Gather the lines below that include the string "crates", copying each in full.

*** Opening of Data for the task ***

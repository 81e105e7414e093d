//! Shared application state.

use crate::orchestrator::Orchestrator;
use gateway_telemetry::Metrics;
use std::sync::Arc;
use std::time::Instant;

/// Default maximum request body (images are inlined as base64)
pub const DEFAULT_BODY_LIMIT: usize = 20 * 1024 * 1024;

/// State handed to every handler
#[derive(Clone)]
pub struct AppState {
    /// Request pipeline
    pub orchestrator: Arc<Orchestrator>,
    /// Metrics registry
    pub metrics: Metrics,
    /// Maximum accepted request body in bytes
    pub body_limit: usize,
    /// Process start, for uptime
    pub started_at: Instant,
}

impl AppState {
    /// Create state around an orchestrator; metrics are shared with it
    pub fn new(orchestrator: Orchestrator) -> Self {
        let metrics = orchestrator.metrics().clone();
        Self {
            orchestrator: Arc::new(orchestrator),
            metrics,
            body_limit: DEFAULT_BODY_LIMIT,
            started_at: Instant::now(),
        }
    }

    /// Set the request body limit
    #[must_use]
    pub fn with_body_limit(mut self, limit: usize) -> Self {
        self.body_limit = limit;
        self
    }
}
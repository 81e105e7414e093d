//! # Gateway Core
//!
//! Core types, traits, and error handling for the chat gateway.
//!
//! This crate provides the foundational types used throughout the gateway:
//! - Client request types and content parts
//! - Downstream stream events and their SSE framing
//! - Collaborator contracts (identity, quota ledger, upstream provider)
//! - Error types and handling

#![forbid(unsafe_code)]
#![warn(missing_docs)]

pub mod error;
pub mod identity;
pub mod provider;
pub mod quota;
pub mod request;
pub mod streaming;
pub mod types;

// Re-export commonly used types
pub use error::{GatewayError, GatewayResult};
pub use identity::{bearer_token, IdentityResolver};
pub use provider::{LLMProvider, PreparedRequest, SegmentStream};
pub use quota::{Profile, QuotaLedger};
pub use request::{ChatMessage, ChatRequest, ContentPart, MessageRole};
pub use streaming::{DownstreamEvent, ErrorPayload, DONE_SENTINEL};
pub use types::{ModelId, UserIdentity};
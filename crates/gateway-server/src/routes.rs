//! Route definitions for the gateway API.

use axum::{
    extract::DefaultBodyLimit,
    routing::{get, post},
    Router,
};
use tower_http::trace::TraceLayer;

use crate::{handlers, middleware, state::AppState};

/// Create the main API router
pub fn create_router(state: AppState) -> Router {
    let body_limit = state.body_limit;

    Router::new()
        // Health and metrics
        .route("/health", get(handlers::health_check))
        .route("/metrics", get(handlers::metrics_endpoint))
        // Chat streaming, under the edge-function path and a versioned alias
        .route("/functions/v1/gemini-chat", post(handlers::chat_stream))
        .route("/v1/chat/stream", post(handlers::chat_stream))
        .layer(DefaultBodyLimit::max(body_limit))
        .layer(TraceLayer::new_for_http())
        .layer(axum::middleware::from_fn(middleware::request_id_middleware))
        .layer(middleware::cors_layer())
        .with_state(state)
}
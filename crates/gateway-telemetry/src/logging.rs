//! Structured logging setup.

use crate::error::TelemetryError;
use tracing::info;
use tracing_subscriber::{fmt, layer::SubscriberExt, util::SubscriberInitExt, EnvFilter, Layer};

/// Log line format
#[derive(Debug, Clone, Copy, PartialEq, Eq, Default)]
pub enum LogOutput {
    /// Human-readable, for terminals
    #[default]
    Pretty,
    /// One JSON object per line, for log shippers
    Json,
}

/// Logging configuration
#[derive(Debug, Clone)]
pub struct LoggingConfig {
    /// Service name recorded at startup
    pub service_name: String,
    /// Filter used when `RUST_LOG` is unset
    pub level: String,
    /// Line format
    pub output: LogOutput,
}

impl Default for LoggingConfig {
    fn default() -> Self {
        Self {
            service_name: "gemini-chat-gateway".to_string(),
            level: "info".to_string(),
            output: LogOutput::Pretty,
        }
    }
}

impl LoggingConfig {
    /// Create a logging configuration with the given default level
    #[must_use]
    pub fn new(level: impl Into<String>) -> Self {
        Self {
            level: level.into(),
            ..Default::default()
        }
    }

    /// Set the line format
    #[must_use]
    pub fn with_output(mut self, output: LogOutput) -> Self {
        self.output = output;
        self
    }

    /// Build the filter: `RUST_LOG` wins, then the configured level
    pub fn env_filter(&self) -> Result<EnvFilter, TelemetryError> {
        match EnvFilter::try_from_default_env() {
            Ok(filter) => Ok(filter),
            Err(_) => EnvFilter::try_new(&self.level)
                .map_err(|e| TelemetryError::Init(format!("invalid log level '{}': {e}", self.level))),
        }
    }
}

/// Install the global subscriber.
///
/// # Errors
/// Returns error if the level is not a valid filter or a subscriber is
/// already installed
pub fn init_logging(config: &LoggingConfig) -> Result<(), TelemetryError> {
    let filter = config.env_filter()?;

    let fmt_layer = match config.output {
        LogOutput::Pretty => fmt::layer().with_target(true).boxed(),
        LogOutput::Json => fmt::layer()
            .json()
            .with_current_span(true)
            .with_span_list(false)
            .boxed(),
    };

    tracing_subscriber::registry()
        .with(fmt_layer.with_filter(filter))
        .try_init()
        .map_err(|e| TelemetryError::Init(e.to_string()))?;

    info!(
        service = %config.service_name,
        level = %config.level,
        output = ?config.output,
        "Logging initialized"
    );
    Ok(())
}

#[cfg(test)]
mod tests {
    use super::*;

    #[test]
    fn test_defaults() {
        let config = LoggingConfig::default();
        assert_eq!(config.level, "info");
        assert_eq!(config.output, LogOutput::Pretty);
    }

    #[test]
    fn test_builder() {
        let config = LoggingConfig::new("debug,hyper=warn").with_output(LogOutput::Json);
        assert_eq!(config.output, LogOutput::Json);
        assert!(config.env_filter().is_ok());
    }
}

*** Close of Data for the task ***

Task answer:
filename crates/gateway-server/src/routes.rs
filename crates/gateway-telemetry/src/logging.rs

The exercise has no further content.